■ Exercise objective ■
Each line from the first down to the one containing "- Data-request and" should be returned exactly as it appears below.

Start of Block

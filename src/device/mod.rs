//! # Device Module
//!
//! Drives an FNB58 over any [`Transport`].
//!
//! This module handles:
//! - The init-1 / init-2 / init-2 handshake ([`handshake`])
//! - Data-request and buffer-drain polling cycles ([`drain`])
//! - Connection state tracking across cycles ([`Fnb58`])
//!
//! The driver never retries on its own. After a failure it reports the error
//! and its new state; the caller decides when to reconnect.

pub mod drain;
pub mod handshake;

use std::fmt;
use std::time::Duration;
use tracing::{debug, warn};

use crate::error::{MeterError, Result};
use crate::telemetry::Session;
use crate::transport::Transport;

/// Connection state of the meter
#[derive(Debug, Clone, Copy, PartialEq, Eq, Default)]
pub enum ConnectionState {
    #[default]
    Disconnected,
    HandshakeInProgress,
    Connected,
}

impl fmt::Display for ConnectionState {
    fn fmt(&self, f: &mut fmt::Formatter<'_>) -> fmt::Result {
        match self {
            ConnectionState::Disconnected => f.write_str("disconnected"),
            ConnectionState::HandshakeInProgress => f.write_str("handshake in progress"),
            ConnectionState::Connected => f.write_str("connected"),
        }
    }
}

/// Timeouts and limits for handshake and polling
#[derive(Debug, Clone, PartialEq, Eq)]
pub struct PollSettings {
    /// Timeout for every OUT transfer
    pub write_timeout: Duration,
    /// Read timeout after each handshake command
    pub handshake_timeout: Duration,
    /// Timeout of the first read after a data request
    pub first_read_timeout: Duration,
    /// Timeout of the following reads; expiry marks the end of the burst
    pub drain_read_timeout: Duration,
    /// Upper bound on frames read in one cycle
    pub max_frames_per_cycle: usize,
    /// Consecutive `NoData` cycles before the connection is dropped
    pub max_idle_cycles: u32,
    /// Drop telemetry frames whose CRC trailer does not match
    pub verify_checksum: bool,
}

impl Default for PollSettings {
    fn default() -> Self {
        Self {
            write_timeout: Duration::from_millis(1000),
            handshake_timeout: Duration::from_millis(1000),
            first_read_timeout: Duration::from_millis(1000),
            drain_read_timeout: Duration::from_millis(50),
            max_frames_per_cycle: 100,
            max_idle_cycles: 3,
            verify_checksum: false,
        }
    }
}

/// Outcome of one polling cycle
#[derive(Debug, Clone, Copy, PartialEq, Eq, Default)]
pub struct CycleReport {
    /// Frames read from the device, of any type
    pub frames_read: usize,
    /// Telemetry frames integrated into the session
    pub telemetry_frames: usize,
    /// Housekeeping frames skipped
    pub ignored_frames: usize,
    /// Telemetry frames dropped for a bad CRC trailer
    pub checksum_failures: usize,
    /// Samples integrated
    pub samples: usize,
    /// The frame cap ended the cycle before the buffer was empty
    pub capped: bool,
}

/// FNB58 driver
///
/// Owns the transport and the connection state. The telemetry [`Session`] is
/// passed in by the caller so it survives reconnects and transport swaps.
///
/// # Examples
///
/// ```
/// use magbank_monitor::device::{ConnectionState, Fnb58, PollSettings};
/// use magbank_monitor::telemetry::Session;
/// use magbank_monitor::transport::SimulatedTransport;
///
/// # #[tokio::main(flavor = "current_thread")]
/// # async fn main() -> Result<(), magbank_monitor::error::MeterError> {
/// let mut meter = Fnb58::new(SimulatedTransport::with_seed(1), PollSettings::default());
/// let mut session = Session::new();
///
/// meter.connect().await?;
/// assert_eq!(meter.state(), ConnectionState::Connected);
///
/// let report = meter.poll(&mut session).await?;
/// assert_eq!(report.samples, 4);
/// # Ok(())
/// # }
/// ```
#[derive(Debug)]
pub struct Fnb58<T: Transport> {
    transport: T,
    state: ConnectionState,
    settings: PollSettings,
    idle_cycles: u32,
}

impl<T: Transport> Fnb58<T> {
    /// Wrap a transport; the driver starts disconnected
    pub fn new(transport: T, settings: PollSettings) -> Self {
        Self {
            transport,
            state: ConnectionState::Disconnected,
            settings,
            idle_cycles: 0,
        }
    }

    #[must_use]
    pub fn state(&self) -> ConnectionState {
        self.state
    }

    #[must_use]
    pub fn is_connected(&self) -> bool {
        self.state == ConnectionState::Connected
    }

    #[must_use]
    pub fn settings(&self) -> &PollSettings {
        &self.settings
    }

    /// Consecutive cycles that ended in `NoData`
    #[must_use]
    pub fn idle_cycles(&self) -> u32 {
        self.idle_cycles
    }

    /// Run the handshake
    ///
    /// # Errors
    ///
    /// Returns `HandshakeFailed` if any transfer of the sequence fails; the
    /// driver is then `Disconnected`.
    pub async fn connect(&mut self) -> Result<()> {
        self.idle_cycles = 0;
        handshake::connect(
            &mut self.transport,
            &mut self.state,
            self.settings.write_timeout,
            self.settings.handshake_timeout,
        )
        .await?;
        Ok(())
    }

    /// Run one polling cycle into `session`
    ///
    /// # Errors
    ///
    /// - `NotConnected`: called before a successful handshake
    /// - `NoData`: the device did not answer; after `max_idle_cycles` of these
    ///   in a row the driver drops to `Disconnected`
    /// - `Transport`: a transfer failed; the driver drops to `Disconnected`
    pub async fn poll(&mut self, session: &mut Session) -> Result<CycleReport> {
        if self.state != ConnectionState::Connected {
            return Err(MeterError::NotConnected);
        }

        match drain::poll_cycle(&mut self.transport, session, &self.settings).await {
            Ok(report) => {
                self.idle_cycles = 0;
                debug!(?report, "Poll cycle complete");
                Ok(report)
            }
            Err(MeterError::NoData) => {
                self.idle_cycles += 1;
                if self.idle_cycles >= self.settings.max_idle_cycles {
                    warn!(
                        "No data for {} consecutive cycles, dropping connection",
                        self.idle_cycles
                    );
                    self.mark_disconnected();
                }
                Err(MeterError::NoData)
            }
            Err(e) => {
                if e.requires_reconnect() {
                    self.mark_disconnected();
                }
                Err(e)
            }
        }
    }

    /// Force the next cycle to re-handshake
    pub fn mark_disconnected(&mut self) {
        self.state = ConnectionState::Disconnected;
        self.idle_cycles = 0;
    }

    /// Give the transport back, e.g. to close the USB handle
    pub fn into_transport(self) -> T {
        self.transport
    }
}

End of Block

■ Written solution ■
filename src/device/mod.rs
//! # Device Module
//!
//! Drives an FNB58 over any [`Transport`].
//!
//! This module handles:
//! - The init-1 / init-2 / init-2 handshake ([`handshake`])
//! - Data-request and buffer-drain polling cycles ([`drain`])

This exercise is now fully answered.